**DATA**
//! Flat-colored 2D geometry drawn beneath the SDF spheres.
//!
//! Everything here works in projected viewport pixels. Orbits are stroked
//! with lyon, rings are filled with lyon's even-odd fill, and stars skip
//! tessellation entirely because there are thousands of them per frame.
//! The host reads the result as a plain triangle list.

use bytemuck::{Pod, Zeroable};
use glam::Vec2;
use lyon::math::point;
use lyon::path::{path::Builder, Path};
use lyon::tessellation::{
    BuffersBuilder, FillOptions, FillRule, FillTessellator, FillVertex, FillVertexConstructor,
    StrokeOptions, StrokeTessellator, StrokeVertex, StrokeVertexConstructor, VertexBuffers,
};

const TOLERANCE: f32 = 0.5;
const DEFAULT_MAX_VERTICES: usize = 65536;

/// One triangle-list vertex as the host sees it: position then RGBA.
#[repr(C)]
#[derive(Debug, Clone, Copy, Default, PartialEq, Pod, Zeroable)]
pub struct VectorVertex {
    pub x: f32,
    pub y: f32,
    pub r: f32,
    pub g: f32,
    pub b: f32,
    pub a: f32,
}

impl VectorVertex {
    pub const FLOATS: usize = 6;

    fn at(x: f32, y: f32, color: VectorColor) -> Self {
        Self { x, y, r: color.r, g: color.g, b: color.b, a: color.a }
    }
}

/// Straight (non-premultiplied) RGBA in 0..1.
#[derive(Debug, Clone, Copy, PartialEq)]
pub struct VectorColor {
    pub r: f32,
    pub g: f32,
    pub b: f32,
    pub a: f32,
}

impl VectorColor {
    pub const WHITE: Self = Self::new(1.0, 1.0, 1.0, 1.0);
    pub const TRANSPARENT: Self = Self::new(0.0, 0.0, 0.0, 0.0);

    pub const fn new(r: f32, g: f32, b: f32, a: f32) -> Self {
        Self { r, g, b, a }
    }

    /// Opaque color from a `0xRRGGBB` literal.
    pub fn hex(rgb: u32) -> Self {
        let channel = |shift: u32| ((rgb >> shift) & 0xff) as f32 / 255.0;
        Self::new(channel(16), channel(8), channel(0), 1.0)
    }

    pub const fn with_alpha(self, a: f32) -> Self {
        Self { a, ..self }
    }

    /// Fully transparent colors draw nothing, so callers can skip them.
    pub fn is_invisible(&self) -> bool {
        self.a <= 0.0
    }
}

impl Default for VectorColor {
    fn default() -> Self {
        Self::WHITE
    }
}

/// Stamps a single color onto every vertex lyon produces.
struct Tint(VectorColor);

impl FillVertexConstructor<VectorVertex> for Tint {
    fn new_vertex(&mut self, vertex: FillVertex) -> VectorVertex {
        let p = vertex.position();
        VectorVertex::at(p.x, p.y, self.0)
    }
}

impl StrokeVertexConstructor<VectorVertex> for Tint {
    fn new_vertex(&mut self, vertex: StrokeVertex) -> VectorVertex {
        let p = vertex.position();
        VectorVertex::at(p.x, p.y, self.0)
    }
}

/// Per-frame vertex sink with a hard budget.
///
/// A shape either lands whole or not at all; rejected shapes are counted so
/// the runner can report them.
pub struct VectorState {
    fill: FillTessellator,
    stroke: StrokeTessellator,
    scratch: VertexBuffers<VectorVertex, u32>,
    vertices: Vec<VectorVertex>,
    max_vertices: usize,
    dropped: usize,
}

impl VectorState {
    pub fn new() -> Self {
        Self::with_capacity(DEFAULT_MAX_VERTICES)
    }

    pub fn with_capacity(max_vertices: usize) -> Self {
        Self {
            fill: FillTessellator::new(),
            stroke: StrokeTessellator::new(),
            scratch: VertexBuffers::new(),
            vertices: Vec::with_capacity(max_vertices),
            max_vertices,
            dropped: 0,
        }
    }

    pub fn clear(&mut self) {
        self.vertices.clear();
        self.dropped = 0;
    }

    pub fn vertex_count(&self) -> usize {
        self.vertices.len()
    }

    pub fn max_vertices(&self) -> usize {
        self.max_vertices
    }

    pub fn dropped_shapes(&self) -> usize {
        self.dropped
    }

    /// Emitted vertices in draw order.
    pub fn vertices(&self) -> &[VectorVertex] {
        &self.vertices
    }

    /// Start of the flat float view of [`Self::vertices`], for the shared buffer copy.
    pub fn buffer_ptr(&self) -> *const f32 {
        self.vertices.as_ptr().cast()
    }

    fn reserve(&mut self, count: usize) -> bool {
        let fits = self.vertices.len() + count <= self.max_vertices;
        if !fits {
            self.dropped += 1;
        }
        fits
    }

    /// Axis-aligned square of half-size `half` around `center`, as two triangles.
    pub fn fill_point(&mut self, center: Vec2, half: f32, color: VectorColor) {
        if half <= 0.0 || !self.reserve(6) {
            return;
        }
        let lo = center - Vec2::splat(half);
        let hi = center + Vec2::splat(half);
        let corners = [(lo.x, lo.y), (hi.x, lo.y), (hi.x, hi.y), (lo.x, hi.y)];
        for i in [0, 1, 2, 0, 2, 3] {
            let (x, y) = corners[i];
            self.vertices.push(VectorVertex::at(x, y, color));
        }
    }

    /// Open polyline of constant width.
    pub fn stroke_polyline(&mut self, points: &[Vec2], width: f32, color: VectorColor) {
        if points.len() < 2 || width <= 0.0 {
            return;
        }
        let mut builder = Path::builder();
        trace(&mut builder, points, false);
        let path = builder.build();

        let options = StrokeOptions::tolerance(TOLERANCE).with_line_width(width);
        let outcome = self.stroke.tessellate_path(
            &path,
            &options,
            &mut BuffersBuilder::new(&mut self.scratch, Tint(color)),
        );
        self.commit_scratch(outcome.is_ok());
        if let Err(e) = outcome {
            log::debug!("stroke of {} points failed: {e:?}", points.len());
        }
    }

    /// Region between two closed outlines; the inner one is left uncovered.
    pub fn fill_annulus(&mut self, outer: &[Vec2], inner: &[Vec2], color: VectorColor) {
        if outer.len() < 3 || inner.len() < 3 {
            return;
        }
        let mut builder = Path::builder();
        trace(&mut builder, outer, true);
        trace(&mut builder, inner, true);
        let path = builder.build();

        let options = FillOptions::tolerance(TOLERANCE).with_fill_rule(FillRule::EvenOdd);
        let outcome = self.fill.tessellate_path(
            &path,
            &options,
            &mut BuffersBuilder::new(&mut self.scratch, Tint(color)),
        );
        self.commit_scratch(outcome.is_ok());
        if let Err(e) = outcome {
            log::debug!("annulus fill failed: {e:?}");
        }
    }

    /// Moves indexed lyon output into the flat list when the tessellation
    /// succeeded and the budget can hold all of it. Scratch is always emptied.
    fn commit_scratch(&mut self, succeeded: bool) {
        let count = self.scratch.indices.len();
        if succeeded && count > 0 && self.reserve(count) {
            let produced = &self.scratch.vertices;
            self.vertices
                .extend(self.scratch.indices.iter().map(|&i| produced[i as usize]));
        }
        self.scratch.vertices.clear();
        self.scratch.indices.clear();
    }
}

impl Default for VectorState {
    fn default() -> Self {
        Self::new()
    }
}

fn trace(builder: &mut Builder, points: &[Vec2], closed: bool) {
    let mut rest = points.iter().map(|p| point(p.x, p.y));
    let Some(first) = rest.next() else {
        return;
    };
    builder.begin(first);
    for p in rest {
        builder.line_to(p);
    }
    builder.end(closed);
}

**WORK ORDER**
Every line of the entries that includes "tessellation" must be copied into the answer.

**REPLY TO THE EXERCISE**
//! tessellation entirely because there are thousands of them per frame.
use lyon::tessellation::{
    /// Moves indexed lyon output into the flat list when the tessellation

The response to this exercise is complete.